Jonathan Steele writes: Clouds of uncertainty and foreboding hang over Kabul as heavily as the traffic pollution, which obscures its once stunning vista of surrounding mountains. Eleven years after the west’s military intervention, the withdrawal of US, British and other international forces has started, but no one knows whether their departure will lead to more or less instability for a country that has been mired in civil war for almost 40 years.
Most Afghans say they are happy to see foreign troops depart, yet many are also concerned at the vacuum they will leave, in spite of international pledges of billions of dollars for the next decade. In seven visits to the country since the Taliban were toppled I have never found the Afghan mood so febrile and gloomy.

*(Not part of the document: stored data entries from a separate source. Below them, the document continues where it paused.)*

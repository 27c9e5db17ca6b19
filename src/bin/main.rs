use factfind_agent::{
    config::{FactFinderSettings, GeminiConfig},
    conversation::FactFinder,
    demo::run_chat_loop,
    llm::GeminiClient,
};
use tokio::io::BufReader;
use tracing::info;
use tracing_subscriber::EnvFilter;

#[tokio::main]
async fn main() -> Result<(), Box<dyn std::error::Error>> {
    // Load environment variables
    dotenv::dotenv().ok();

    // Logs go to stderr so they stay out of the chat transcript
    tracing_subscriber::fmt()
        .with_env_filter(
            EnvFilter::try_from_default_env().unwrap_or_else(|_| EnvFilter::new("info")),
        )
        .with_writer(std::io::stderr)
        .init();

    let gemini_config = GeminiConfig::from_env()?;
    let settings = FactFinderSettings::from_env()?;

    let client = GeminiClient::new(gemini_config)?;
    info!(
        model = %client.config().model,
        endpoint = %client.config().endpoint(),
        "Gemini client ready"
    );

    let finder = FactFinder::new(client).with_settings(settings);
    info!(
        dob_fallback_today = finder.settings().dob_fallback_today,
        "Fact-find agent starting"
    );

    let stdin = BufReader::new(tokio::io::stdin());
    let mut stdout = std::io::stdout();

    let state = run_chat_loop(&finder, stdin, &mut stdout).await?;

    info!(finished = state.finished, messages = state.messages.len(), "Conversation ended");

    Ok(())
}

Disappointment and bitterness are widespread. Long gone are the high hopes sparked by regime change in 2001. The foreigners delivered far less than they promised. Kabul was transformed into a canyon of concrete blast walls and watchtowers shielding enclaves from which foreign diplomats only emerge in armoured vehicles for official contacts. Journalists, NGO staff and independent westerners who have lived here for years sense a rising mood of anger, and most have stopped going around Kabul on foot for fear of hostile looks, insults hissed in Dari or Pashto, or stones being thrown.
While Afghans blame government officials for creaming off much of the aid money, they blame western donors for doing too little to reduce corruption. US military commanders who handed out cash for “quick impact” projects are accused of encouraging it. [Continue reading...]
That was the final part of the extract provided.